━━ Provided records

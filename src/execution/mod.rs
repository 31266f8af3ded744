//! Running dataset pipelines, one per [`DatasetDescriptor`], sequentially or in parallel.
//!
//! This module sits "above" [`crate::ingestion`], [`crate::processing`] and [`crate::sink`] and
//! provides:
//!
//! - The per-dataset state machine ([`DatasetPipeline`], [`PipelineState`])
//! - Parallel execution across datasets on a dedicated rayon pool
//! - Cancellation, real-time metrics and observer hooks for monitoring
//!
//! A failing pipeline never affects the others: its error is captured in its
//! [`DatasetOutcome`] and the remaining datasets still run to completion.

mod observer;
mod pipeline;

use std::sync::Arc;
use std::time::{Duration, Instant};

use rayon::ThreadPoolBuilder;
use rayon::prelude::*;
use serde::Serialize;

use crate::catalog::{DatasetDescriptor, DatasetKind};
use crate::error::PipelineResult;
use crate::ingestion::ReaderOptions;
use crate::storage::ObjectStore;

pub use observer::{
    CompositeObserver, PipelineEvent, PipelineMetrics, PipelineMetricsSnapshot, PipelineObserver,
    Severity, TracingObserver,
};
pub use pipeline::{
    CancellationToken, DatasetOutcome, DatasetPipeline, DatasetStats, PipelineState,
};

use pipeline::PipelineContext;

/// Configuration for the [`PipelineRunner`].
#[derive(Debug, Clone, PartialEq, Eq)]
pub struct ExecutionOptions {
    /// Maximum number of dataset pipelines running at once. `1` runs them sequentially on the
    /// calling thread.
    pub parallelism: usize,
    /// Failures at or above this severity are reported through
    /// [`PipelineObserver::on_alert`].
    pub alert_at_or_above: Severity,
}

impl Default for ExecutionOptions {
    fn default() -> Self {
        Self {
            parallelism: DatasetKind::ALL.len(),
            alert_at_or_above: Severity::Critical,
        }
    }
}

/// Runs a set of dataset pipelines against one object store.
pub struct PipelineRunner {
    store: Arc<dyn ObjectStore>,
    reader: ReaderOptions,
    opts: ExecutionOptions,
    observer: Option<Arc<dyn PipelineObserver>>,
    metrics: Arc<PipelineMetrics>,
    cancel: CancellationToken,
}

impl PipelineRunner {
    pub fn new(store: Arc<dyn ObjectStore>, reader: ReaderOptions, opts: ExecutionOptions) -> Self {
        Self {
            store,
            reader,
            opts,
            observer: None,
            metrics: Arc::new(PipelineMetrics::new()),
            cancel: CancellationToken::new(),
        }
    }

    /// Attach an observer for pipeline events and alerts.
    pub fn with_observer(mut self, observer: Arc<dyn PipelineObserver>) -> Self {
        self.observer = Some(observer);
        self
    }

    /// Get a handle to real-time run metrics.
    pub fn metrics(&self) -> Arc<PipelineMetrics> {
        Arc::clone(&self.metrics)
    }

    /// Token that cancels pipelines of this runner before their next stage.
    pub fn cancellation_token(&self) -> CancellationToken {
        self.cancel.clone()
    }

    /// Run every descriptor to a terminal state and collect the outcomes in input order.
    ///
    /// Only a failure to set up the worker pool is returned as an error; pipeline failures are
    /// reported per dataset in the [`RunReport`].
    pub fn run(&self, descriptors: &[DatasetDescriptor]) -> PipelineResult<RunReport> {
        let start = Instant::now();
        self.metrics.begin_run();
        self.emit(PipelineEvent::RunStarted {
            datasets: descriptors.len(),
        });

        let ctx = PipelineContext {
            store: self.store.as_ref(),
            reader: &self.reader,
            observer: self.observer.as_deref(),
            metrics: &self.metrics,
            cancel: &self.cancel,
            alert_at_or_above: self.opts.alert_at_or_above,
        };

        let workers = self.opts.parallelism.min(descriptors.len());
        let outcomes: Vec<DatasetOutcome> = if workers > 1 {
            let pool = ThreadPoolBuilder::new().num_threads(workers).build()?;
            pool.install(|| {
                descriptors
                    .par_iter()
                    .map(|d| DatasetPipeline::new(d).run(&ctx))
                    .collect()
            })
        } else {
            descriptors
                .iter()
                .map(|d| DatasetPipeline::new(d).run(&ctx))
                .collect()
        };

        let elapsed = start.elapsed();
        self.metrics.end_run(elapsed);
        let metrics = self.metrics.snapshot();
        self.emit(PipelineEvent::RunFinished {
            elapsed,
            metrics: metrics.clone(),
        });

        Ok(RunReport {
            outcomes,
            elapsed,
            metrics,
        })
    }

    fn emit(&self, event: PipelineEvent) {
        if let Some(o) = &self.observer {
            o.on_event(&event);
        }
    }
}

/// Aggregated result of [`PipelineRunner::run`].
#[derive(Debug)]
pub struct RunReport {
    pub outcomes: Vec<DatasetOutcome>,
    pub elapsed: Duration,
    pub metrics: PipelineMetricsSnapshot,
}

impl RunReport {
    /// True only if every pipeline reached [`PipelineState::Done`].
    pub fn is_success(&self) -> bool {
        self.outcomes.iter().all(DatasetOutcome::is_done)
    }

    pub fn outcome(&self, kind: DatasetKind) -> Option<&DatasetOutcome> {
        self.outcomes.iter().find(|o| o.kind == kind)
    }

    pub fn failures(&self) -> impl Iterator<Item = &DatasetOutcome> {
        self.outcomes.iter().filter(|o| !o.is_done())
    }

    /// Serializable view of the report.
    pub fn summary(&self) -> RunSummary {
        RunSummary {
            success: self.is_success(),
            elapsed_ms: self.elapsed.as_millis() as u64,
            datasets: self
                .outcomes
                .iter()
                .map(|o| DatasetSummary {
                    dataset: o.kind,
                    state: o.final_state,
                    failed_during: o.failed_during,
                    rows_read: o.stats.map(|s| s.rows_read),
                    rows_dropped: o
                        .stats
                        .map(|s| s.clean.dropped_missing + s.clean.dropped_duplicates),
                    rows_written: o.stats.map(|s| s.rows_written),
                    error: o.error.as_ref().map(ToString::to_string),
                })
                .collect(),
        }
    }
}

#[derive(Debug, Clone, Serialize)]
pub struct RunSummary {
    pub success: bool,
    pub elapsed_ms: u64,
    pub datasets: Vec<DatasetSummary>,
}

#[derive(Debug, Clone, Serialize)]
pub struct DatasetSummary {
    pub dataset: DatasetKind,
    pub state: PipelineState,
    #[serde(skip_serializing_if = "Option::is_none")]
    pub failed_during: Option<PipelineState>,
    #[serde(skip_serializing_if = "Option::is_none")]
    pub rows_read: Option<usize>,
    #[serde(skip_serializing_if = "Option::is_none")]
    pub rows_dropped: Option<usize>,
    #[serde(skip_serializing_if = "Option::is_none")]
    pub rows_written: Option<usize>,
    #[serde(skip_serializing_if = "Option::is_none")]
    pub error: Option<String>,
}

━━━━

About this exercise :: The data above needs retyping. Reproduce each line exactly.

Reply ::
filename src/execution/mod.rs
repository 31266f8af3ded744
//! Running dataset pipelines, one per [`DatasetDescriptor`], sequentially or in parallel.
//!
//! This module sits "above" [`crate::ingestion`], [`crate::processing`] and [`crate::sink`] and
//! provides:
//!
//! - The per-dataset state machine ([`DatasetPipeline`], [`PipelineState`])
//! - Parallel execution across datasets on a dedicated rayon pool
//! - Cancellation, real-time metrics and observer hooks for monitoring
//!
//! A failing pipeline never affects the others: its error is captured in its
//! [`DatasetOutcome`] and the remaining datasets still run to completion.

mod observer;
mod pipeline;

use std::sync::Arc;
use std::time::{Duration, Instant};

use rayon::ThreadPoolBuilder;
use rayon::prelude::*;
use serde::Serialize;

use crate::catalog::{DatasetDescriptor, DatasetKind};
use crate::error::PipelineResult;
use crate::ingestion::ReaderOptions;
use crate::storage::ObjectStore;

pub use observer::{
    CompositeObserver, PipelineEvent, PipelineMetrics, PipelineMetricsSnapshot, PipelineObserver,
    Severity, TracingObserver,
};
pub use pipeline::{
    CancellationToken, DatasetOutcome, DatasetPipeline, DatasetStats, PipelineState,
};

use pipeline::PipelineContext;

/// Configuration for the [`PipelineRunner`].
#[derive(Debug, Clone, PartialEq, Eq)]
pub struct ExecutionOptions {
    /// Maximum number of dataset pipelines running at once. `1` runs them sequentially on the
    /// calling thread.
    pub parallelism: usize,
    /// Failures at or above this severity are reported through
    /// [`PipelineObserver::on_alert`].
    pub alert_at_or_above: Severity,
}

impl Default for ExecutionOptions {
    fn default() -> Self {
        Self {
            parallelism: DatasetKind::ALL.len(),
            alert_at_or_above: Severity::Critical,
        }
    }
}

/// Runs a set of dataset pipelines against one object store.
pub struct PipelineRunner {
    store: Arc<dyn ObjectStore>,
    reader: ReaderOptions,
    opts: ExecutionOptions,
    observer: Option<Arc<dyn PipelineObserver>>,
    metrics: Arc<PipelineMetrics>,
    cancel: CancellationToken,
}

impl PipelineRunner {
    pub fn new(store: Arc<dyn ObjectStore>, reader: ReaderOptions, opts: ExecutionOptions) -> Self {
        Self {
            store,
            reader,
            opts,
            observer: None,
            metrics: Arc::new(PipelineMetrics::new()),
            cancel: CancellationToken::new(),
        }
    }

    /// Attach an observer for pipeline events and alerts.
    pub fn with_observer(mut self, observer: Arc<dyn PipelineObserver>) -> Self {
        self.observer = Some(observer);
        self
    }

    /// Get a handle to real-time run metrics.
    pub fn metrics(&self) -> Arc<PipelineMetrics> {
        Arc::clone(&self.metrics)
    }

    /// Token that cancels pipelines of this runner before their next stage.
    pub fn cancellation_token(&self) -> CancellationToken {
        self.cancel.clone()
    }

    /// Run every descriptor to a terminal state and collect the outcomes in input order.
    ///
    /// Only a failure to set up the worker pool is returned as an error; pipeline failures are
    /// reported per dataset in the [`RunReport`].
    pub fn run(&self, descriptors: &[DatasetDescriptor]) -> PipelineResult<RunReport> {
        let start = Instant::now();
        self.metrics.begin_run();
        self.emit(PipelineEvent::RunStarted {
            datasets: descriptors.len(),
        });

        let ctx = PipelineContext {
            store: self.store.as_ref(),
            reader: &self.reader,
            observer: self.observer.as_deref(),
            metrics: &self.metrics,
            cancel: &self.cancel,
            alert_at_or_above: self.opts.alert_at_or_above,
        };

        let workers = self.opts.parallelism.min(descriptors.len());
        let outcomes: Vec<DatasetOutcome> = if workers > 1 {
            let pool = ThreadPoolBuilder::new().num_threads(workers).build()?;
            pool.install(|| {
                descriptors
                    .par_iter()
                    .map(|d| DatasetPipeline::new(d).run(&ctx))
                    .collect()
            })
        } else {
            descriptors
                .iter()
                .map(|d| DatasetPipeline::new(d).run(&ctx))
                .collect()
        };

        let elapsed = start.elapsed();
        self.metrics.end_run(elapsed);
        let metrics = self.metrics.snapshot();
        self.emit(PipelineEvent::RunFinished {
            elapsed,
            metrics: metrics.clone(),
        });

        Ok(RunReport {
            outcomes,
            elapsed,
            metrics,
        })
    }

    fn emit(&self, event: PipelineEvent) {
        if let Some(o) = &self.observer {
            o.on_event(&event);
        }
    }
}

/// Aggregated result of [`PipelineRunner::run`].
#[derive(Debug)]
pub struct RunReport {
    pub outcomes: Vec<DatasetOutcome>,
    pub elapsed: Duration,
    pub metrics: PipelineMetricsSnapshot,
}

impl RunReport {
    /// True only if every pipeline reached [`PipelineState::Done`].
    pub fn is_success(&self) -> bool {
        self.outcomes.iter().all(DatasetOutcome::is_done)
    }

    pub fn outcome(&self, kind: DatasetKind) -> Option<&DatasetOutcome> {
        self.outcomes.iter().find(|o| o.kind == kind)
    }

    pub fn failures(&self) -> impl Iterator<Item = &DatasetOutcome> {
        self.outcomes.iter().filter(|o| !o.is_done())
    }

    /// Serializable view of the report.
    pub fn summary(&self) -> RunSummary {
        RunSummary {
            success: self.is_success(),
            elapsed_ms: self.elapsed.as_millis() as u64,
            datasets: self
                .outcomes
                .iter()
                .map(|o| DatasetSummary {
                    dataset: o.kind,
                    state: o.final_state,
                    failed_during: o.failed_during,
                    rows_read: o.stats.map(|s| s.rows_read),
                    rows_dropped: o
                        .stats
                        .map(|s| s.clean.dropped_missing + s.clean.dropped_duplicates),
                    rows_written: o.stats.map(|s| s.rows_written),
                    error: o.error.as_ref().map(ToString::to_string),
                })
                .collect(),
        }
    }
}

#[derive(Debug, Clone, Serialize)]
pub struct RunSummary {
    pub success: bool,
    pub elapsed_ms: u64,
    pub datasets: Vec<DatasetSummary>,
}

#[derive(Debug, Clone, Serialize)]
pub struct DatasetSummary {
    pub dataset: DatasetKind,
    pub state: PipelineState,
    #[serde(skip_serializing_if = "Option::is_none")]
    pub failed_during: Option<PipelineState>,
    #[serde(skip_serializing_if = "Option::is_none")]
    pub rows_read: Option<usize>,
    #[serde(skip_serializing_if = "Option::is_none")]
    pub rows_dropped: Option<usize>,
    #[serde(skip_serializing_if = "Option::is_none")]
    pub rows_written: Option<usize>,
    #[serde(skip_serializing_if = "Option::is_none")]
    pub error: Option<String>,
}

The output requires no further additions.